The focus of Agribusiness research within the School is agricultural food value chain innovation (VCI). This uses value chain analysis as a framework for economic, environmental and social development. The research scale extends from examining individual firms within chains, to whole of sector policy.
VCI research adopts a systems based approach. It draws on individual disciplines in diagnosing the performance of value chains and integrates results to develop innovation based solutions. This research is used to look at issues such as food safety and traceability, sustainable and ethical production, linking smallholders and markets, and value chain resilience and competitiveness.
The School has the largest postgraduate group that is involved in VCI in Australia (16 PhDs) and among the largest in the world. These research students are drawn from Australia, Nepal, Kenya, Pakistan, Malaysia, South Africa, UK and Canada.
Undergraduate Bachelor of Agribusiness students also conduct on-course international research projects in their final semester, funded by industry partners.

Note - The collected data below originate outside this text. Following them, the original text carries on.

use std::{collections::HashMap, sync::Arc};

use axum::{
    Extension,
    extract::Query,
    response::{IntoResponse, Redirect, Response},
};

use crate::{api, error::SourceError, management::CatalogManager};

/// `GET /pic?id=...`
///
/// Redirects to the cover art of a previously searched id instead of serving
/// a JSON body. Parameter and cache-miss failures still answer with the
/// usual envelope.
pub async fn pic(
    Query(params): Query<HashMap<String, String>>,
    Extension(catalog): Extension<Arc<CatalogManager>>,
) -> Response {
    let Some(id) = params.get("id") else {
        return api::failure(&SourceError::MissingParameter("id")).into_response();
    };

    match catalog.pic(id).await {
        Ok(pic_url) => Redirect::temporary(&pic_url).into_response(),
        Err(err) => api::failure(&err).into_response(),
    }
}
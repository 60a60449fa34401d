use axum::{Extension, Router, routing::get};
use std::{net::SocketAddr, str::FromStr, sync::Arc};

use crate::{api, error, management::CatalogManager, success};

pub async fn start_source_server(catalog: Arc<CatalogManager>, address: &str) {
    let app = Router::new()
        .route("/", get(api::index))
        .route("/search", get(api::search))
        .route("/song", get(api::song))
        .route("/url", get(api::url))
        .route("/lyric", get(api::lyric))
        .route("/pic", get(api::pic))
        .route("/check", get(api::check))
        .layer(Extension(catalog));

    let addr = match SocketAddr::from_str(address) {
        Ok(addr) => addr,
        Err(e) => error!("Failed to parse server address: {}", e),
    };

    let listener = match tokio::net::TcpListener::bind(&addr).await {
        Ok(listener) => listener,
        Err(e) => error!("Failed to bind {}: {}", addr, e),
    };
    success!("Listening on http://{}", addr);

    if let Err(e) = axum::serve(listener, app).await {
        error!("Server stopped: {}", e);
    }
}
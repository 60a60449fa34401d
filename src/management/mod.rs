mod cache;
mod catalog;

pub use cache::TrackCache;
pub use catalog::CatalogManager;
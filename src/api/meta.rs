use std::sync::Arc;

use axum::{Extension, response::Json};
use serde_json::{Value, json};

use crate::{api, management::CatalogManager};

/// Version of the LX Music custom source protocol this server speaks.
const PROTOCOL_VERSION: &str = "2.0.0";

/// `GET /`
///
/// Source metadata for the client: name, author, version, protocol version,
/// the active provider tag and the endpoint map.
pub async fn index(Extension(catalog): Extension<Arc<CatalogManager>>) -> Json<Value> {
    api::success(json!({
        "name": env!("CARGO_PKG_NAME"),
        "author": env!("CARGO_PKG_AUTHORS"),
        "version": env!("CARGO_PKG_VERSION"),
        "protocol": PROTOCOL_VERSION,
        "description": env!("CARGO_PKG_DESCRIPTION"),
        "source": catalog.source(),
        "endpoints": {
            "search": "/search?keyword=keyword&page=1&limit=20",
            "song": "/song?id=songId",
            "url": "/url?id=songId",
            "lyric": "/lyric?id=songId",
            "pic": "/pic?id=songId",
            "check": "/check"
        }
    }))
}

/// `GET /check`
///
/// Update-check stub: reports the running version with an empty update URL
/// and changelog, which the client reads as "up to date".
pub async fn check() -> Json<Value> {
    api::success(json!({
        "version": env!("CARGO_PKG_VERSION"),
        "last_check": chrono::Utc::now().timestamp(),
        "update_url": "",
        "changelog": ""
    }))
}
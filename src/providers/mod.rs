//! # Provider Module
//!
//! This module contains one adapter per upstream music catalog and the trait
//! they all implement. It is the normalization layer of the server: every
//! adapter knows how to search its upstream, how to turn the upstream's own
//! schema into the unified [`Track`] shape, and how to complete the pieces a
//! search cannot deliver (playback URL, lyrics) in a later call.
//!
//! ## Adapters
//!
//! - [`MockProvider`] - a fixed in-memory catalog, zero configuration, used
//!   as the default provider and by the test suite
//! - [`MiguProvider`] - the copyright-token pattern: search yields a separate
//!   `copyrightId` that is required for every play-info and lyric lookup
//! - [`NeteaseProvider`] - the direct multi-bitrate pattern: search and
//!   playback URL are independent endpoints keyed by the same id, with a
//!   requested target bitrate of 320 kbps
//!
//! ## Contract
//!
//! `search` fails soft: any transport error, timeout or non-success upstream
//! status is logged and absorbed into an empty result set, because a music
//! player client treats "no results" and "provider down" identically.
//!
//! `resolve_url` and `resolve_lyric` operate on a cached [`Track`] handed in
//! by the catalog façade; adapters never consult the cache themselves and
//! never re-run a search. A record that already carries a direct URL is
//! answered without an upstream call.
//!
//! Upstream authentication is limited to static headers (Referer and friends)
//! per endpoint; there is no token refresh or signing flow.

pub mod migu;
pub mod mock;
pub mod netease;

use std::{sync::Arc, time::Duration};

use async_trait::async_trait;
use reqwest::Client;

pub use migu::MiguProvider;
pub use mock::MockProvider;
pub use netease::NeteaseProvider;

use crate::{
    config,
    error::SourceError,
    types::{Lyric, PlaybackUrl, SourceId, Track},
};

/// A catalog provider adapter. Exactly one implementation is active per
/// server instance, selected at startup via [`active_provider`].
#[async_trait]
pub trait SourceProvider: Send + Sync {
    /// The source tag stamped on every record this adapter produces.
    fn id(&self) -> SourceId;

    /// Searches the upstream catalog.
    ///
    /// `page` is 1-based, `limit` bounds the page size. Returns the full
    /// records for this page plus the upstream's total hit count. Never
    /// errors: upstream trouble yields `(vec![], 0)`.
    async fn search(&self, keyword: &str, page: u32, limit: u32) -> (Vec<Track>, u64);

    /// Resolves a playback URL for a record previously produced by this
    /// adapter's `search`.
    async fn resolve_url(&self, track: &Track) -> Result<PlaybackUrl, SourceError>;

    /// Resolves the lyric payload for a record previously produced by this
    /// adapter's `search`.
    async fn resolve_lyric(&self, track: &Track) -> Result<Lyric, SourceError>;
}

/// Builds the adapter for a provider tag.
pub fn provider_for(id: SourceId) -> Arc<dyn SourceProvider> {
    match id {
        SourceId::Mock => Arc::new(MockProvider::new()),
        SourceId::Migu => Arc::new(MiguProvider::new()),
        SourceId::Netease => Arc::new(NeteaseProvider::new()),
    }
}

/// Builds the provider selected by the `SOURCE_PROVIDER` configuration value.
pub fn active_provider() -> crate::Res<Arc<dyn SourceProvider>> {
    let id: SourceId = config::source_provider().parse()?;
    Ok(provider_for(id))
}

/// HTTP client shared by the upstream-backed adapters, carrying the bounded
/// per-request timeout from configuration.
pub(crate) fn upstream_client() -> Client {
    Client::builder()
        .timeout(Duration::from_secs(config::upstream_timeout_secs()))
        .build()
        .expect("failed to build upstream http client")
}
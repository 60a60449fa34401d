//! Build script for the tunesource server.
//!
//! Copies the `.env.example` configuration template from the crate root into
//! the platform-specific local data directory (`tunesource/.env.example`) so
//! that a freshly installed server has a ready-to-edit configuration example
//! next to where `config::load_env` expects the real `.env` file.

use std::{env, fs, path::PathBuf};

fn main() -> Result<(), Box<dyn std::error::Error>> {
    // Re-run if the template changes
    println!("cargo:rerun-if-changed=.env.example");

    // Where to copy FROM (crate root)
    let manifest_dir = PathBuf::from(env::var("CARGO_MANIFEST_DIR")?);
    let env_example_path = manifest_dir.join(".env.example");

    // Compute target dir (the local data dir) and ensure it exists
    let mut out_dir = dirs::data_local_dir().unwrap_or_else(|| PathBuf::from("."));
    out_dir.push("tunesource");
    fs::create_dir_all(&out_dir)?;

    // Only copy if the source exists; otherwise warn instead of failing
    if env_example_path.is_file() {
        let contents = fs::read_to_string(&env_example_path)?;
        fs::write(out_dir.join(".env.example"), contents)?;
    } else {
        println!(
            "cargo:warning=.env.example not found at {}",
            env_example_path.display()
        );
    }

    Ok(())
}
use std::sync::Arc;

use crate::{
    error::SourceError,
    management::TrackCache,
    providers::SourceProvider,
    types::{PlaybackUrl, SearchPage, SourceId, TrackDetail, TrackSummary},
    utils, warning,
};

/// The single entry point for catalog queries.
///
/// Orchestrates the active provider and the track cache: a search runs
/// against the provider and fills the cache with every full record before the
/// light results are handed back; detail, url, lyric and cover requests are
/// answered strictly from the cache, with the provider only asked to complete
/// the missing piece (playback URL, lyric) of an already-cached record.
pub struct CatalogManager {
    provider: Arc<dyn SourceProvider>,
    cache: TrackCache,
}

impl CatalogManager {
    pub fn new(provider: Arc<dyn SourceProvider>, cache_capacity: usize) -> Self {
        Self {
            provider,
            cache: TrackCache::new(cache_capacity),
        }
    }

    /// Tag of the active provider.
    pub fn source(&self) -> SourceId {
        self.provider.id()
    }

    /// Searches the active provider and returns one page of light records.
    ///
    /// Every id in the returned list is cached before this returns, so a
    /// follow-up detail, url or lyric request for it cannot race an empty
    /// cache entry.
    pub async fn search(
        &self,
        keyword: &str,
        page: u32,
        limit: u32,
    ) -> Result<SearchPage, SourceError> {
        if keyword.trim().is_empty() {
            return Err(SourceError::MissingParameter("keyword"));
        }

        let (tracks, total) = self.provider.search(keyword, page, limit).await;

        let list: Vec<TrackSummary> = tracks.iter().map(TrackSummary::from).collect();
        for track in tracks {
            self.cache.put(track.id.clone(), track);
        }

        Ok(SearchPage {
            list,
            total,
            page,
            limit,
        })
    }

    /// Returns the full cached record. Detail is fully satisfied by
    /// search-time data; no upstream call is made.
    pub async fn song(&self, id: &str) -> Result<TrackDetail, SourceError> {
        let track = self.cache.get(id).ok_or(SourceError::NotFound)?;
        Ok(TrackDetail::from(&track))
    }

    /// Resolves the playback URL for a previously searched id.
    pub async fn url(&self, id: &str) -> Result<PlaybackUrl, SourceError> {
        let track = self.cache.get(id).ok_or(SourceError::NotFound)?;
        self.provider.resolve_url(&track).await
    }

    /// Resolves the lyric for a previously searched id, flattened into the
    /// `(lyric, tlyric)` wire pair. Upstream trouble degrades to empty
    /// lyrics rather than an error.
    pub async fn lyric(&self, id: &str) -> Result<(String, String), SourceError> {
        let track = self.cache.get(id).ok_or(SourceError::NotFound)?;

        match self.provider.resolve_lyric(&track).await {
            Ok(lyric) => Ok(utils::flatten_lyric(&lyric)),
            Err(SourceError::Upstream(msg)) => {
                warning!("Lyric resolution failed, serving empty lyric: {}", msg);
                Ok((String::new(), String::new()))
            }
            Err(other) => Err(other),
        }
    }

    /// Returns the https-normalized cover URL for a previously searched id.
    pub async fn pic(&self, id: &str) -> Result<String, SourceError> {
        let track = self.cache.get(id).ok_or(SourceError::NotFound)?;
        Ok(utils::ensure_https(&track.pic))
    }

    /// Number of records currently cached.
    pub fn cached_tracks(&self) -> usize {
        self.cache.len()
    }
}
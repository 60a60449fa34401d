use std::{collections::HashMap, sync::Arc};

use axum::{Extension, extract::Query, response::Json};
use serde_json::{Value, json};

use crate::{api, error::SourceError, management::CatalogManager};

/// `GET /song?id=...`
///
/// Serves the full cached record for a previously searched id. An id the
/// cache has never seen (or has evicted) is a not-found failure.
pub async fn song(
    Query(params): Query<HashMap<String, String>>,
    Extension(catalog): Extension<Arc<CatalogManager>>,
) -> Json<Value> {
    let Some(id) = params.get("id") else {
        return api::failure(&SourceError::MissingParameter("id"));
    };

    match catalog.song(id).await {
        Ok(detail) => api::success(json!(detail)),
        Err(err) => api::failure(&err),
    }
}
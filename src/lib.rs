//! Tunesource Music Source Server Library
//!
//! This library implements a self-hosted music source server speaking the
//! LX Music custom source protocol. It exposes a uniform search/detail/url/
//! lyric/cover HTTP interface and maps it onto one of several third-party
//! catalog providers that differ in schema, pagination and lookup flow.
//!
//! # Modules
//!
//! - `api` - HTTP handlers for the protocol endpoints
//! - `config` - Configuration management and environment variables
//! - `error` - The client-visible error taxonomy
//! - `management` - Track cache and the catalog query façade
//! - `providers` - One adapter per upstream catalog provider
//! - `server` - HTTP server assembly and startup
//! - `types` - Data structures and type definitions
//! - `utils` - Field normalization helpers
//!
//! # Example
//!
//! ```
//! use std::sync::Arc;
//! use tunesource::{config, management::CatalogManager, providers, server};
//!
//! #[tokio::main]
//! async fn main() -> tunesource::Res<()> {
//!     config::load_env().await?;
//!     let manager = Arc::new(CatalogManager::new(
//!         providers::active_provider()?,
//!         config::cache_capacity(),
//!     ));
//!     server::start_source_server(manager, &config::server_addr()).await;
//!     Ok(())
//! }
//! ```

pub mod api;
pub mod config;
pub mod error;
pub mod management;
pub mod providers;
pub mod server;
pub mod types;
pub mod utils;

/// A convenient Result type alias for operations that may fail.
///
/// Provides a standard error handling pattern for plumbing code that has no
/// place in the client-visible taxonomy (startup, configuration loading)
/// using a boxed dynamic error trait object with Send + Sync bounds for
/// async contexts.
pub type Res<T> = std::result::Result<T, Box<dyn std::error::Error + Send + Sync>>;

/// Prints an informational message with a blue bullet point.
///
/// Used for general status updates such as the startup banner and per-request
/// diagnostics.
#[macro_export]
macro_rules! info {
  ($($arg:tt)*) => ({
    use colored::Colorize;
    println!("[{}] {}", "o".blue().bold(), std::format_args!($($arg)*));
  })
}

/// Prints a success message with a green checkmark.
#[macro_export]
macro_rules! success {
  ($($arg:tt)*) => ({
    use colored::Colorize;
    println!("[{}] {}", "✓".green().bold(), std::format_args!($($arg)*));
  })
}

/// Prints an error message with a red exclamation mark and exits the program.
///
/// Reserved for unrecoverable startup failures (bad bind address, unknown
/// provider id). Upstream trouble during request handling never goes through
/// this macro; adapters fail soft and log with [`warning!`] instead.
#[macro_export]
macro_rules! error {
  ($($arg:tt)*) => ({
    use colored::Colorize;
    println!("[{}] {}", "!".red().bold(), std::format_args!($($arg)*));
    std::process::exit(1);
  })
}

/// Prints a warning message with a yellow exclamation mark.
///
/// Used for recoverable issues, most prominently upstream provider failures
/// that are absorbed into empty search results.
#[macro_export]
macro_rules! warning {
  ($($arg:tt)*) => ({
    use colored::Colorize;
    println!("[{}] {}", "!".yellow().bold(), std::format_args!($($arg)*));
  })
}
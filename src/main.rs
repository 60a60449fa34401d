use std::sync::Arc;

use clap::{
    CommandFactory, Parser, Subcommand,
    builder::{
        Styles,
        styling::{AnsiColor, Effects},
    },
};
use clap_complete::{Shell, generate};

use tunesource::{
    config, error, info, management::CatalogManager, providers, server, types::SourceId,
};

fn styles() -> Styles {
    Styles::styled()
        .header(AnsiColor::White.on_default() | Effects::BOLD)
        .usage(AnsiColor::White.on_default() | Effects::BOLD)
        .literal(AnsiColor::BrightBlue.on_default())
        .placeholder(AnsiColor::BrightGreen.on_default())
}

#[derive(Parser, Debug, Clone)]
#[clap(
  version = env!("CARGO_PKG_VERSION"),
  name=env!("CARGO_PKG_NAME"),
  bin_name=env!("CARGO_PKG_NAME"),
  author=env!("CARGO_PKG_AUTHORS"),
  about=env!("CARGO_PKG_DESCRIPTION"),
  styles=styles(),
)]
struct Cli {
    #[clap(subcommand)]
    command: Command,
}

#[derive(Subcommand, Debug, Clone)]
pub enum Command {
    /// Start the music source server
    Serve(ServeOptions),

    /// Get shell completions
    Completions(CompletionsOption),
}

#[derive(Parser, Debug, Clone)]
pub struct ServeOptions {
    /// Address and port to bind, e.g. 0.0.0.0:6000 (overrides SERVER_ADDRESS)
    #[clap(long)]
    pub address: Option<String>,

    /// Catalog provider to serve: mock, mg or wy (overrides SOURCE_PROVIDER)
    #[clap(long)]
    pub provider: Option<String>,

    /// Track cache capacity (overrides TRACK_CACHE_CAPACITY)
    #[clap(long)]
    pub cache_capacity: Option<usize>,
}

#[derive(Parser, Debug, Clone)]
pub struct CompletionsOption {
    shell: Shell,
}

#[tokio::main]
async fn main() {
    if let Err(e) = config::load_env().await {
        error!("Cannot load environment. Err: {}", e);
    }

    let cli = Cli::parse();

    match cli.command {
        Command::Serve(opt) => serve(opt).await,
        Command::Completions(opt) => {
            let mut cmd = Cli::command_for_update();
            let name = cmd.get_name().to_string();
            generate(opt.shell, &mut cmd, name, &mut std::io::stdout())
        }
    }
}

async fn serve(opt: ServeOptions) {
    let provider_tag = opt.provider.unwrap_or_else(config::source_provider);
    let source: SourceId = match provider_tag.parse() {
        Ok(source) => source,
        Err(e) => error!("Cannot select provider. Err: {}", e),
    };

    let catalog = Arc::new(CatalogManager::new(
        providers::provider_for(source),
        opt.cache_capacity.unwrap_or_else(config::cache_capacity),
    ));
    let address = opt.address.unwrap_or_else(config::server_addr);

    info!(
        "tunesource v{} - music source server",
        env!("CARGO_PKG_VERSION")
    );
    info!("Active provider: {}", catalog.source());
    info!("Endpoints: /search /song /url /lyric /pic /check");
    info!("LX Music: Settings -> Custom Source -> http://<your-ip>:<port>");

    server::start_source_server(catalog, &address).await;
}
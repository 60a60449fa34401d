use std::{collections::HashMap, sync::Arc};

use axum::{Extension, extract::Query, response::Json};
use serde_json::{Value, json};

use crate::{api, error::SourceError, management::CatalogManager};

const DEFAULT_PAGE: u32 = 1;
const DEFAULT_LIMIT: u32 = 20;

/// `GET /search?keyword=...&page=1&limit=20`
///
/// Runs a keyword search against the active provider and returns the light
/// record list with the total hit count and the echoed page/limit. Unparsable
/// page or limit values fall back to the defaults rather than erroring.
pub async fn search(
    Query(params): Query<HashMap<String, String>>,
    Extension(catalog): Extension<Arc<CatalogManager>>,
) -> Json<Value> {
    let Some(keyword) = params.get("keyword") else {
        return api::failure(&SourceError::MissingParameter("keyword"));
    };

    let page = params
        .get("page")
        .and_then(|v| v.parse().ok())
        .unwrap_or(DEFAULT_PAGE);
    let limit = params
        .get("limit")
        .and_then(|v| v.parse().ok())
        .unwrap_or(DEFAULT_LIMIT);

    match catalog.search(keyword, page, limit).await {
        Ok(results) => api::success(json!(results)),
        Err(err) => api::failure(&err),
    }
}
use crate::types::{Lyric, LyricBlock};

/// Upgrades `http://` and scheme-relative `//` URLs to `https://`.
/// Anything else (already-https, empty, data URLs) passes through unchanged.
pub fn ensure_https(url: &str) -> String {
    if let Some(rest) = url.strip_prefix("http://") {
        format!("https://{}", rest)
    } else if let Some(rest) = url.strip_prefix("//") {
        format!("https://{}", rest)
    } else {
        url.to_string()
    }
}

/// Floor-converts an upstream millisecond duration to whole seconds.
pub fn ms_to_secs(ms: u64) -> u64 {
    ms / 1000
}

/// Converts a bitrate reported in bits per second to kbps.
pub fn kbps_from_bps(bps: u64) -> u32 {
    (bps / 1000) as u32
}

/// Offset for a 1-based page: `(page - 1) * limit`, saturating at page 0.
/// Computed in u64 since both factors are client-supplied.
pub fn page_offset(page: u32, limit: u32) -> u64 {
    u64::from(page.saturating_sub(1)) * u64::from(limit)
}

/// Returns the value when present and non-blank, otherwise the placeholder.
pub fn non_empty_or(value: Option<String>, placeholder: &str) -> String {
    match value {
        Some(v) if !v.trim().is_empty() => v,
        _ => placeholder.to_string(),
    }
}

/// Splits a multi-line lyric document into one block per line.
pub fn blocks_from_lines(text: &str) -> Vec<LyricBlock> {
    text.lines()
        .map(|line| LyricBlock {
            content: line.to_string(),
        })
        .collect()
}

/// Flattens a provider-native lyric payload into the two wire strings:
/// every block's content followed by a newline, in provider order, plus the
/// translation channel (empty when the provider has none).
pub fn flatten_lyric(lyric: &Lyric) -> (String, String) {
    let mut text = String::new();
    for block in &lyric.blocks {
        text.push_str(&block.content);
        text.push('\n');
    }
    (text, lyric.translation.clone())
}
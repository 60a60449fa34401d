//! # API Module
//!
//! HTTP handlers for the LX Music source protocol endpoints. Every endpoint
//! answers with the uniform JSON envelope:
//!
//! - success: `{"success": true, "data": <payload>}`
//! - failure: `{"success": false, "message": <string>, "code": -1}`
//!
//! The wire-level HTTP status is always 200, whatever the outcome: parameter
//! errors, unknown ids and licensing restrictions are all structured
//! failures inside the envelope, and upstream provider trouble never turns
//! into a 5xx. The two exceptions are the routing-level 404 for unknown
//! paths and the `/pic` redirect, which hands the cover art off with a 3xx
//! instead of a JSON body.
//!
//! ## Endpoints
//!
//! - [`index`] - source metadata and endpoint map
//! - [`search`] - keyword search, light records plus pagination echo
//! - [`song`] - full record for a previously searched id
//! - [`url`] - playback URL and bitrate for a previously searched id
//! - [`lyric`] - flattened lyric pair for a previously searched id
//! - [`pic`] - redirect to the cover art of a previously searched id
//! - [`check`] - update-check stub for the client
//!
//! All handlers share the [`crate::management::CatalogManager`] via an axum
//! `Extension` layer, mirroring how the routes are assembled in
//! [`crate::server`].

mod lyric;
mod meta;
mod pic;
mod search;
mod song;
mod url;

use axum::response::Json;
use serde_json::{Value, json};

use crate::error::SourceError;

pub use lyric::lyric;
pub use meta::{check, index};
pub use pic::pic;
pub use search::search;
pub use song::song;
pub use url::url;

/// Wraps a payload in the success envelope.
pub fn success(data: Value) -> Json<Value> {
    Json(json!({
        "success": true,
        "data": data
    }))
}

/// Wraps an outcome from the taxonomy in the failure envelope.
pub fn failure(err: &SourceError) -> Json<Value> {
    Json(json!({
        "success": false,
        "message": err.to_string(),
        "code": err.code()
    }))
}
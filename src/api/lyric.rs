use std::{collections::HashMap, sync::Arc};

use axum::{Extension, extract::Query, response::Json};
use serde_json::{Value, json};

use crate::{api, error::SourceError, management::CatalogManager};

/// `GET /lyric?id=...`
///
/// Serves the flattened lyric pair for a previously searched id. The second
/// channel is the translated lyric and stays empty for providers without one.
pub async fn lyric(
    Query(params): Query<HashMap<String, String>>,
    Extension(catalog): Extension<Arc<CatalogManager>>,
) -> Json<Value> {
    let Some(id) = params.get("id") else {
        return api::failure(&SourceError::MissingParameter("id"));
    };

    match catalog.lyric(id).await {
        Ok((lyric, tlyric)) => api::success(json!({
            "id": id,
            "lyric": lyric,
            "tlyric": tlyric
        })),
        Err(err) => api::failure(&err),
    }
}
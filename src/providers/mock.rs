use async_trait::async_trait;

use crate::{
    error::SourceError,
    types::{Lyric, PlaybackUrl, SourceId, Track},
    utils,
};

use super::SourceProvider;

/// Bitrate reported for every mock catalog entry.
const MOCK_BITRATE_KBPS: u32 = 320;

/// A provider backed by a fixed in-memory catalog of three songs.
///
/// Zero configuration and zero network access: search matches the keyword
/// case-insensitively against title or artist, and every record already
/// carries its playback URL and lyric, so resolution never leaves the
/// process. This is the default provider and the backbone of the test suite.
pub struct MockProvider {
    catalog: Vec<Track>,
}

fn mock_track(
    id: &str,
    title: &str,
    artist: &str,
    album: &str,
    duration: u64,
    pic: &str,
    url: &str,
    lyric: &str,
) -> Track {
    Track {
        id: id.to_string(),
        title: title.to_string(),
        artist: artist.to_string(),
        album: album.to_string(),
        duration,
        pic: pic.to_string(),
        url: url.to_string(),
        source: SourceId::Mock,
        resolution_token: None,
        lyric: Lyric {
            blocks: utils::blocks_from_lines(lyric),
            translation: String::new(),
        },
    }
}

impl MockProvider {
    pub fn new() -> Self {
        Self {
            catalog: vec![
                mock_track(
                    "1",
                    "晴天",
                    "周杰伦",
                    "叶惠美",
                    267,
                    "https://example.com/cover/qingtian.jpg",
                    "https://example.com/music/qingtian.mp3",
                    "[00:00.00]词: 方文山 曲: 周杰伦\n[00:05.00]故事的小黄花",
                ),
                mock_track(
                    "2",
                    "夜曲",
                    "周杰伦",
                    "十一月的萧邦",
                    285,
                    "https://example.com/cover/yequ.jpg",
                    "https://example.com/music/yequ.mp3",
                    "[00:00.00]词: 方文山 曲: 周杰伦\n[00:05.00]一群嗜血的蚂蚁",
                ),
                mock_track(
                    "3",
                    "稻香",
                    "周杰伦",
                    "稻香",
                    235,
                    "https://example.com/cover/daoxiang.jpg",
                    "https://example.com/music/daoxiang.mp3",
                    "[00:00.00]词: 周杰伦 曲: 周杰伦\n[00:05.00]稻花香里说丰年",
                ),
            ],
        }
    }
}

impl Default for MockProvider {
    fn default() -> Self {
        Self::new()
    }
}

#[async_trait]
impl SourceProvider for MockProvider {
    fn id(&self) -> SourceId {
        SourceId::Mock
    }

    // The mock catalog is smaller than any sensible page, so page and limit
    // only echo into the response envelope and never cut the result list.
    async fn search(&self, keyword: &str, _page: u32, _limit: u32) -> (Vec<Track>, u64) {
        let needle = keyword.to_lowercase();
        let hits: Vec<Track> = self
            .catalog
            .iter()
            .filter(|track| {
                track.title.to_lowercase().contains(&needle)
                    || track.artist.to_lowercase().contains(&needle)
            })
            .cloned()
            .collect();

        let total = hits.len() as u64;
        (hits, total)
    }

    async fn resolve_url(&self, track: &Track) -> Result<PlaybackUrl, SourceError> {
        if track.url.is_empty() {
            return Err(SourceError::PlaybackUnavailable);
        }

        Ok(PlaybackUrl {
            url: utils::ensure_https(&track.url),
            br: MOCK_BITRATE_KBPS,
        })
    }

    async fn resolve_lyric(&self, track: &Track) -> Result<Lyric, SourceError> {
        Ok(track.lyric.clone())
    }
}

Over 19 years we have conducted 70 projects in 16 countries with more than 300 researchers.
National partnerships include: University of Tasmania, University of Adelaide, Agriculture Western Australia, DEEDI
International partnerships include: University of Kent, UK; University of Agriculture Faisalabad, Pakistan; The George Morris Centre, Guelph, Canada; Centre for Agricultural Systems Research and Development, Vietnam; Huazhong Agricultural University, China.
Climate stress induced by both normal climatic conditions and climate change is an important issue facing the livestock industries in Australia and globally.
The food science research group within the School of Agriculture and Food Sciences is based at the St Lucia campus of UQ. This group has a dynamic research environment and strong links with the food industry and other research providers such as Dairy Innovations Australia, Horticulture Australia, Rural Industries Research & Development Corporation and AusAid.
- examining relationships between molecular level and processing-quality
- functional foods
- molecular food microbiology
- novel product and process developments in order to improve the functional and nutritional quality and shelf-life of the food and food products
Plant science researchers look at ways to improve production of food, pharmaceuticals and timber; control diseases, pests and noxious weeds, help plants better cope with weather extremes and global warming and design new plants for innovative purposes.
- plant defence mechanisms
- improving crop yields
- plant biofactories
- improving disease resistance
- plant nutritional enhancement and signal transduction
- Soil development and classification (pedology)
- Soil physics and soil/landscape processes
- Soil biology and ecology
- Soil chemistry
- Soil fertility and nutrient management
- Soil fertility and soil-plant interactions
- Nutrient cycling and nutrient use efficiency
- Biogeochemical cycling of elements from molecular through landscape scales, including the speciation, behaviour and fate of soil contaminants
- Soil and landscape degradation and consequent effects on terrestrial ecosystem functioning and agricultural productivity
- Reclamation of degraded lands
- Soil organic matter quality and its relationship to terrestrial ecosystem functioning and agricultural productivity
- Understanding the effects of climate change on soil functioning
- Characterising soil biological diversity and functioning through phylogenetic marker gene sequencing, metagenomics and metatranscriptomics
Wildlife Science at UQ focuses on the biology and management of wild animals, including their ecology and conservation.
Examples of wildlife research being undertaken include:
- ecology and conservation such as captive breeding and release of rehabilitated wildlife
- welfare and behavioural enrichment in reptiles, wombats and primates
- reproductive biology and physiology and assisted breeding and cryobiology across a wide range of species
- vertebrate pest management of rodents, wild dogs, deer, pigs, goats, kangaroos
A significant amount of research looks at providing greater knowledge of more effective management of wildlife and the basic biology associated with this. The Wildlife Science Unit actively collaborates with researchers in other schools within the Faculty of Science at UQ such as Veterinary Science; Geography, Planning and Environmental Management; and Biological Sciences.